The required output is every entry below, copied exactly.

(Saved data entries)
- - -

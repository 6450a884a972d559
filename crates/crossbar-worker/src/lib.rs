//! Queue consumption worker for the crossbar RPC substrate.
//!
//! The worker is the queue-transport entry point: it polls the transport
//! for one message at a time, validates each message structurally,
//! dispatches to the bound business method registered for the message
//! type, and acknowledges (deletes) or leaves the message for redelivery
//! according to the shared fault-resolution rules.
//!
//! # Delivery semantics
//!
//! The transport delivers at least once. Structurally invalid messages and
//! handler failures the fault table marks non-retriable are *poison*:
//! deleted without retry. Any other handler failure leaves the message in
//! the queue for the transport's visibility-timeout redelivery. Deletion
//! itself is retried a bounded number of times and then abandoned, so a
//! processed message can still reappear — business handlers must be
//! idempotent.

pub mod config;
pub mod routes;
pub mod worker;

pub use config::{WorkerConfig, WorkerConfigBuilder};
pub use routes::{MessageDescriptor, MessageRoutes};
pub use worker::Worker;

- - -

__Result for this exercise__
repository 6450a884a972d559
filename crates/crossbar-worker/src/lib.rs
//! Queue consumption worker for the crossbar RPC substrate.
//!
//! The worker is the queue-transport entry point: it polls the transport
//! for one message at a time, validates each message structurally,
//! dispatches to the bound business method registered for the message
//! type, and acknowledges (deletes) or leaves the message for redelivery
//! according to the shared fault-resolution rules.
//!
//! # Delivery semantics
//!
//! The transport delivers at least once. Structurally invalid messages and
//! handler failures the fault table marks non-retriable are *poison*:
//! deleted without retry. Any other handler failure leaves the message in
//! the queue for the transport's visibility-timeout redelivery. Deletion
//! itself is retried a bounded number of times and then abandoned, so a
//! processed message can still reappear — business handlers must be
//! idempotent.

pub mod config;
pub mod routes;
pub mod worker;

pub use config::{WorkerConfig, WorkerConfigBuilder};
pub use routes::{MessageDescriptor, MessageRoutes};
pub use worker::Worker;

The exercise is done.